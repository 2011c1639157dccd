//! # Cut Handlers
//!
//! Each handler is one construction strategy for a family of features.
//! The [`HandlerRegistry`](crate::registry::HandlerRegistry) picks the
//! highest-priority handler whose [`CutHandler::can_handle`] accepts the
//! feature, validates with it, then builds with it.
//!
//! ## Default Handlers
//!
//! | Priority | Handler |
//! |----------|---------|
//! | 100 | [`PartialNotchHandler`] |
//! | 90 | [`ExteriorCopingHandler`] |
//! | 85 | [`SlotHandler`] |
//! | 80 | [`ComplexContourHandler`] |
//! | 75 | [`RectangularCutHandler`] |
//! | 70 | [`HoleHandler`] |
//! | 68 | [`EndCutHandler`] |
//! | 65 | [`NotchHandler`] |
//! | 60 | [`MarkingHandler`] |
//! | 55 | [`GrooveHandler`] |
//! | 50 | [`ContourCutHandler`] |
//! | 0 | [`FallbackHandler`] |
//!
//! Only the relative order matters; more specific handlers rank higher.

pub mod base;
mod complex_contour;
mod contour_cut;
mod end_cut;
mod exterior_coping;
mod fallback;
mod groove;
mod hole;
mod marking;
mod notch;
mod partial_notch;
mod rectangular;
mod slot;


pub use complex_contour::ComplexContourHandler;
pub use contour_cut::ContourCutHandler;
pub use end_cut::EndCutHandler;
pub use exterior_coping::ExteriorCopingHandler;
pub use fallback::FallbackHandler;
pub use groove::GrooveHandler;
pub use hole::HoleHandler;
pub use marking::MarkingHandler;
pub use notch::NotchHandler;
pub use partial_notch::PartialNotchHandler;
pub use rectangular::RectangularCutHandler;
pub use slot::SlotHandler;

use crate::construction::GeometryService;
use crate::contour::ContourBounds;
use crate::error::{ErrorKind, HandlerError};
use crate::model::{FeatureCategory, NormalizedFeature, ProfileElement};
use crate::placement::FaceLabel;
use profile_mesh::Mesh;
use serde::{Deserialize, Serialize};

// =============================================================================
// VALIDATION
// =============================================================================

/// A single validation finding.
#[derive(Debug, Clone, PartialEq, Serialize, Deserialize)]
pub struct ValidationIssue {
    pub kind: ErrorKind,
    pub message: String,
}

impl std::fmt::Display for ValidationIssue {
    fn fmt(&self, f: &mut std::fmt::Formatter<'_>) -> std::fmt::Result {
        write!(f, "{}: {}", self.kind, self.message)
    }
}

/// Outcome of [`CutHandler::validate`]. Errors block the feature,
/// warnings are only recorded.
#[derive(Debug, Clone, Default, PartialEq, Serialize, Deserialize)]
pub struct ValidationReport {
    pub errors: Vec<ValidationIssue>,
    pub warnings: Vec<ValidationIssue>,
}

impl ValidationReport {
    /// Returns true when there are no errors.
    pub fn is_valid(&self) -> bool {
        self.errors.is_empty()
    }

    /// Records a blocking error.
    pub fn error(&mut self, kind: ErrorKind, message: impl Into<String>) {
        self.errors.push(ValidationIssue {
            kind,
            message: message.into(),
        });
    }

    /// Records a non-blocking warning.
    pub fn warn(&mut self, kind: ErrorKind, message: impl Into<String>) {
        self.warnings.push(ValidationIssue {
            kind,
            message: message.into(),
        });
    }
}

// =============================================================================
// METADATA
// =============================================================================

/// Geometric summary of a feature.
#[derive(Debug, Clone, PartialEq, Serialize, Deserialize)]
pub struct GeometrySummary {
    pub bounds: Option<ContourBounds>,
    pub point_count: usize,
    pub depth: f64,
    pub face: FaceLabel,
}

/// Per-feature record handed downstream with the final solid.
#[derive(Debug, Clone, PartialEq, Serialize, Deserialize)]
pub struct FeatureMetadata {
    pub feature_id: String,
    pub handler_name: String,
    pub detected_subtype: String,
    pub summary: GeometrySummary,
    pub warnings: Vec<String>,
    pub error: Option<String>,
}

// =============================================================================
// HANDLER CONTRACT
// =============================================================================

/// Categories a handler is registered for.
#[derive(Debug, Clone, PartialEq)]
pub enum SupportedCategories {
    All,
    Only(Vec<FeatureCategory>),
}

impl SupportedCategories {
    /// Returns true when `category` is covered.
    pub fn contains(&self, category: &FeatureCategory) -> bool {
        match self {
            SupportedCategories::All => true,
            SupportedCategories::Only(list) => list.contains(category),
        }
    }
}

/// A construction strategy for one family of features.
///
/// Handlers hold no per-feature state; one instance serves every call.
/// Solids are returned in the element frame.
pub trait CutHandler: Send + Sync {
    /// Stable handler name used in reports.
    fn name(&self) -> &'static str;

    /// Dispatch priority; higher wins.
    fn priority(&self) -> i32;

    /// Categories this handler is registered for.
    fn supported_categories(&self) -> SupportedCategories;

    /// Shape heuristics deciding whether this handler takes the feature.
    fn can_handle(
        &self,
        category: &FeatureCategory,
        feature: &NormalizedFeature,
        element: &ProfileElement,
    ) -> bool;

    /// Checks the feature before construction.
    fn validate(&self, feature: &NormalizedFeature, element: &ProfileElement) -> ValidationReport {
        base::validate_contour(feature, element, base::Overhang::Kept)
    }

    /// Builds the solid removed by the feature.
    fn create_cut_geometry(
        &self,
        feature: &NormalizedFeature,
        element: &ProfileElement,
        service: &GeometryService,
    ) -> Result<Mesh, HandlerError>;

    /// Finer classification reported in metadata.
    fn detected_subtype(&self, _feature: &NormalizedFeature, _element: &ProfileElement) -> String {
        self.name().to_string()
    }

    /// Summarizes the feature for downstream consumers.
    fn generate_metadata(
        &self,
        feature: &NormalizedFeature,
        element: &ProfileElement,
    ) -> FeatureMetadata {
        base::metadata(
            self.name(),
            self.detected_subtype(feature, element),
            feature,
            element,
        )
    }
}
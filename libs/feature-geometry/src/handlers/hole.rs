//! Drilled holes: a cylinder, or an obround for slotted holes.

use super::{base, CutHandler, SupportedCategories, ValidationReport};
use crate::construction::{ContourOptions, GeometryService, Primitive};
use crate::contour::obround;
use crate::error::{ErrorKind, HandlerError};
use crate::model::{FeatureCategory, FeatureParams, NormalizedFeature, ProfileElement};
use config::constants::EPSILON;
use profile_mesh::Mesh;

/// Priority 70: Hole features.
#[derive(Debug, Default)]
pub struct HoleHandler;

impl CutHandler for HoleHandler {
    fn name(&self) -> &'static str {
        "hole"
    }

    fn priority(&self) -> i32 {
        70
    }

    fn supported_categories(&self) -> SupportedCategories {
        SupportedCategories::Only(vec![FeatureCategory::Hole])
    }

    fn can_handle(
        &self,
        _category: &FeatureCategory,
        feature: &NormalizedFeature,
        _element: &ProfileElement,
    ) -> bool {
        matches!(feature.params, FeatureParams::Hole { .. })
    }

    fn validate(&self, feature: &NormalizedFeature, element: &ProfileElement) -> ValidationReport {
        let mut report = ValidationReport::default();
        base::check_face(feature, &mut report);

        let FeatureParams::Hole {
            center,
            diameter,
            depth,
            elongation,
        } = &feature.params
        else {
            report.error(ErrorKind::MalformedFeature, "expected hole parameters");
            return report;
        };

        if !center.is_finite() {
            report.error(ErrorKind::MalformedFeature, "hole centre is not finite");
        }
        if !diameter.is_finite() || *diameter <= 0.0 {
            report.error(
                ErrorKind::GeometricDegenerate,
                format!("hole diameter must be positive: {diameter}"),
            );
        }
        if !elongation.is_finite() || *elongation < 0.0 {
            report.error(
                ErrorKind::GeometricDegenerate,
                format!("hole elongation must be non-negative: {elongation}"),
            );
        }
        base::check_depth(*depth, &mut report);

        let envelope = base::placement_of(feature, element).envelope;
        if report.is_valid() && !envelope.contains(*center, 0.0) {
            report.warn(ErrorKind::OutOfEnvelope, "hole centre lies outside the face");
        }
        report
    }

    fn create_cut_geometry(
        &self,
        feature: &NormalizedFeature,
        element: &ProfileElement,
        service: &GeometryService,
    ) -> Result<Mesh, HandlerError> {
        let FeatureParams::Hole {
            center,
            diameter,
            depth,
            elongation,
        } = feature.params
        else {
            return Err(HandlerError::malformed("expected hole parameters"));
        };
        let face = base::face_of(feature);
        let radius = diameter / 2.0;

        if elongation > EPSILON {
            let outline = obround(
                center,
                diameter + elongation,
                diameter,
                0.0,
                service.circle_segments(radius),
            );
            let options = ContourOptions::on(face).with_depth(depth);
            Ok(service.create_from_contour(&outline, element, &options)?)
        } else {
            Ok(service.create_primitive(Primitive::Cylinder { center, radius }, element, face, depth)?)
        }
    }

    fn detected_subtype(&self, feature: &NormalizedFeature, _element: &ProfileElement) -> String {
        match feature.params {
            FeatureParams::Hole { elongation, .. } if elongation > EPSILON => "slotted-hole".into(),
            _ => "round-hole".into(),
        }
    }
}
//! Last resort for cut-like features no specific handler accepted.
//! Builds the best available approximation instead of rejecting.

use super::{base, CutHandler, SupportedCategories, ValidationReport};
use crate::construction::{GeometryService, Primitive};
use crate::contour::{compute_bounds, normalize_points};
use crate::error::{ErrorKind, HandlerError};
use crate::model::{FeatureCategory, FeatureParams, NormalizedFeature, ProfileElement};
use config::constants::{EPSILON, FACE_DEPTH_MARGIN};
use glam::DVec2;
use profile_mesh::Mesh;

/// Finite input points of the feature, whatever its parameter shape.
fn usable_points(feature: &NormalizedFeature, service: &GeometryService) -> Vec<DVec2> {
    let raw = match &feature.params {
        FeatureParams::Contour { .. } => {
            base::contour_points(feature, service.config().curve_subdivisions).unwrap_or_default()
        }
        FeatureParams::Groove { path, .. } => path.clone(),
        FeatureParams::Hole { center, .. } => vec![*center],
        FeatureParams::Marking { position, .. } => vec![*position],
        FeatureParams::EndCut { .. } => Vec::new(),
    };
    raw.into_iter().filter(|p| p.is_finite()).collect()
}

/// Priority 0: every cut-like category.
#[derive(Debug, Default)]
pub struct FallbackHandler;

impl CutHandler for FallbackHandler {
    fn name(&self) -> &'static str {
        "fallback"
    }

    fn priority(&self) -> i32 {
        0
    }

    fn supported_categories(&self) -> SupportedCategories {
        SupportedCategories::All
    }

    fn can_handle(
        &self,
        category: &FeatureCategory,
        _feature: &NormalizedFeature,
        _element: &ProfileElement,
    ) -> bool {
        category.is_cut_like()
    }

    fn validate(&self, feature: &NormalizedFeature, _element: &ProfileElement) -> ValidationReport {
        let mut report = ValidationReport::default();
        base::check_face(feature, &mut report);
        base::check_depth(feature.params.depth(), &mut report);

        let has_geometry = match &feature.params {
            FeatureParams::Contour { points, segments, .. } => {
                points.iter().any(|p| p.is_finite()) || !segments.is_empty()
            }
            FeatureParams::Groove { path, .. } => path.iter().any(|p| p.is_finite()),
            FeatureParams::Hole { center, diameter, .. } => center.is_finite() && *diameter > 0.0,
            FeatureParams::Marking { .. } | FeatureParams::EndCut { .. } => false,
        };
        if !has_geometry {
            report.error(ErrorKind::MalformedFeature, "feature carries no usable geometry");
        } else {
            report.warn(
                ErrorKind::MalformedFeature,
                "no specific handler matched; geometry is approximated",
            );
        }
        report
    }

    fn create_cut_geometry(
        &self,
        feature: &NormalizedFeature,
        element: &ProfileElement,
        service: &GeometryService,
    ) -> Result<Mesh, HandlerError> {
        let face = base::face_of(feature);
        let depth = feature.params.depth();

        match &feature.params {
            FeatureParams::Hole { center, diameter, .. } => {
                let primitive = Primitive::Cylinder {
                    center: *center,
                    radius: diameter / 2.0,
                };
                return Ok(service.create_primitive(primitive, element, face, depth)?);
            }
            FeatureParams::Groove { path, width, .. } => {
                let points: Vec<DVec2> = path.iter().copied().filter(|p| p.is_finite()).collect();
                if points.is_empty() {
                    return Err(HandlerError::malformed("groove path has no finite points"));
                }
                let bounds = compute_bounds(&points);
                let grow = (width.abs() / 2.0).max(FACE_DEPTH_MARGIN / 2.0);
                let primitive = Primitive::Box {
                    min: bounds.min() - grow,
                    max: bounds.max() + grow,
                };
                return Ok(service.create_primitive(primitive, element, face, depth)?);
            }
            _ => {}
        }

        let points = normalize_points(&usable_points(feature, service));
        if points.len() >= 3 {
            if let Ok(mesh) = base::shape_from_points(&points, feature, element, service) {
                return Ok(mesh);
            }
        }
        if points.is_empty() {
            return Err(HandlerError::construction("no geometry to approximate"));
        }

        // Flat or collinear input: cut its padded bounding box
        let bounds = compute_bounds(&points);
        let pad = DVec2::new(
            if bounds.width < EPSILON { FACE_DEPTH_MARGIN / 2.0 } else { 0.0 },
            if bounds.height < EPSILON { FACE_DEPTH_MARGIN / 2.0 } else { 0.0 },
        );
        let primitive = Primitive::Box {
            min: bounds.min() - pad,
            max: bounds.max() + pad,
        };
        Ok(service.create_primitive(primitive, element, face, depth)?)
    }

    fn detected_subtype(&self, feature: &NormalizedFeature, _element: &ProfileElement) -> String {
        format!("approximated-{}", feature.category)
    }
}
//! End-notch patterns: a rectilinear outline that runs (nearly) the full
//! member length and steps inward at one or both ends. Each step becomes
//! a separate box at its extremity.
//!
//! ```text
//!     c                     L-c
//!     ┌─────────────────────┐        ← y = H
//!  ┌──┘                     └──┐     ← y = H - d
//!  │                           │
//!  └───────────────────────────┘     ← y = 0
//!  0                           L
//! ```

use super::{base, CutHandler, SupportedCategories};
use crate::combiner::CombineStrategy;
use crate::construction::{GeometryService, Primitive};
use crate::contour::{compute_bounds, is_axis_aligned, ContourBounds};
use crate::error::HandlerError;
use crate::model::{FeatureCategory, NormalizedFeature, ProfileElement};
use crate::placement::FaceLabel;
use config::constants::{
    CONTOUR_EPSILON, ENVELOPE_CLAMP_PADDING, FACE_DEPTH_MARGIN, NOTCH_PATTERN_MIN_SPAN,
};
use glam::DVec2;
use profile_mesh::Mesh;

/// Face-local box removed at one notched corner.
#[derive(Debug, Clone, Copy, PartialEq)]
pub struct NotchBox {
    pub min: DVec2,
    pub max: DVec2,
}

/// Finds the notched corners of an end-notch outline.
///
/// At each extremity the outline's vertical coverage is compared with its
/// full height; each uncovered band is a notch whose inner edge is the
/// nearest step vertex. Boxes overshoot the outline's outer edges by
/// `ENVELOPE_CLAMP_PADDING`.
pub fn end_notch_boxes(points: &[DVec2]) -> Vec<NotchBox> {
    let bounds = compute_bounds(points);
    let mut boxes = Vec::new();

    for at_start in [true, false] {
        let end_x = if at_start { bounds.min_x } else { bounds.max_x };
        let at_end: Vec<f64> = points
            .iter()
            .filter(|p| (p.x - end_x).abs() <= CONTOUR_EPSILON)
            .map(|p| p.y)
            .collect();
        if at_end.len() < 2 {
            continue;
        }
        let lo = at_end.iter().copied().fold(f64::INFINITY, f64::min);
        let hi = at_end.iter().copied().fold(f64::NEG_INFINITY, f64::max);

        let mut bands = Vec::new();
        if bounds.max_y - hi > CONTOUR_EPSILON {
            bands.push((hi, bounds.max_y, true));
        }
        if lo - bounds.min_y > CONTOUR_EPSILON {
            bands.push((bounds.min_y, lo, false));
        }

        for (band_lo, band_hi, is_top) in bands {
            if let Some(notch) = notch_box(points, &bounds, end_x, at_start, band_lo, band_hi, is_top) {
                boxes.push(notch);
            }
        }
    }

    boxes
}

fn notch_box(
    points: &[DVec2],
    bounds: &ContourBounds,
    end_x: f64,
    at_start: bool,
    band_lo: f64,
    band_hi: f64,
    is_top: bool,
) -> Option<NotchBox> {
    let candidates = points.iter().filter(|p| {
        p.y >= band_lo - CONTOUR_EPSILON
            && p.y <= band_hi + CONTOUR_EPSILON
            && (p.x - end_x).abs() > CONTOUR_EPSILON
    });

    let inner_x = if at_start {
        candidates.map(|p| p.x).fold(f64::INFINITY, f64::min)
    } else {
        candidates.map(|p| p.x).fold(f64::NEG_INFINITY, f64::max)
    };
    if !inner_x.is_finite() || (inner_x - end_x).abs() >= bounds.width / 2.0 {
        return None;
    }

    let (u_min, u_max) = if at_start {
        (end_x - ENVELOPE_CLAMP_PADDING, inner_x)
    } else {
        (inner_x, end_x + ENVELOPE_CLAMP_PADDING)
    };
    let (v_min, v_max) = if is_top {
        (band_lo, band_hi + ENVELOPE_CLAMP_PADDING)
    } else {
        (band_lo - ENVELOPE_CLAMP_PADDING, band_hi)
    };

    Some(NotchBox {
        min: DVec2::new(u_min, v_min),
        max: DVec2::new(u_max, v_max),
    })
}

/// Priority 100: end-notch patterns on Cut and Notch features.
#[derive(Debug, Default)]
pub struct PartialNotchHandler;

impl PartialNotchHandler {
    fn boxes(&self, feature: &NormalizedFeature, element: &ProfileElement) -> Vec<NotchBox> {
        let Some(points) = base::normalized_contour(feature) else {
            return Vec::new();
        };
        if points.len() < 6
            || base::has_curves(feature)
            || base::is_bevelled(feature)
            || !is_axis_aligned(&points)
        {
            return Vec::new();
        }
        let span = base::placement_of(feature, element).envelope.max.x;
        if compute_bounds(&points).width < NOTCH_PATTERN_MIN_SPAN * span {
            return Vec::new();
        }
        end_notch_boxes(&points)
    }
}

impl CutHandler for PartialNotchHandler {
    fn name(&self) -> &'static str {
        "partial-notch"
    }

    fn priority(&self) -> i32 {
        100
    }

    fn supported_categories(&self) -> SupportedCategories {
        SupportedCategories::Only(vec![FeatureCategory::Cut, FeatureCategory::Notch])
    }

    fn can_handle(
        &self,
        _category: &FeatureCategory,
        feature: &NormalizedFeature,
        element: &ProfileElement,
    ) -> bool {
        !self.boxes(feature, element).is_empty()
    }

    fn create_cut_geometry(
        &self,
        feature: &NormalizedFeature,
        element: &ProfileElement,
        service: &GeometryService,
    ) -> Result<Mesh, HandlerError> {
        let face = base::face_of(feature);
        // A web notch removes the whole section, flanges included
        let depth = feature.params.depth().or_else(|| {
            (face == FaceLabel::Web).then(|| element.dimensions.width + 2.0 * FACE_DEPTH_MARGIN)
        });

        let parts = self
            .boxes(feature, element)
            .into_iter()
            .map(|b| {
                service
                    .create_primitive(Primitive::Box { min: b.min, max: b.max }, element, face, depth)
                    .map_err(HandlerError::from)
            })
            .collect::<Result<Vec<_>, _>>()?;

        // Notch boxes at opposite ends never overlap
        base::combine_parts(parts, CombineStrategy::Union, service)
    }

    fn detected_subtype(&self, feature: &NormalizedFeature, element: &ProfileElement) -> String {
        format!("end-notch-{}", self.boxes(feature, element).len())
    }
}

Task statement
Show each line from the listing above that includes the word "ends".

Problem solution
//! member length and steps inward at one or both ends. Each step becomes
        // Notch boxes at opposite ends never overlap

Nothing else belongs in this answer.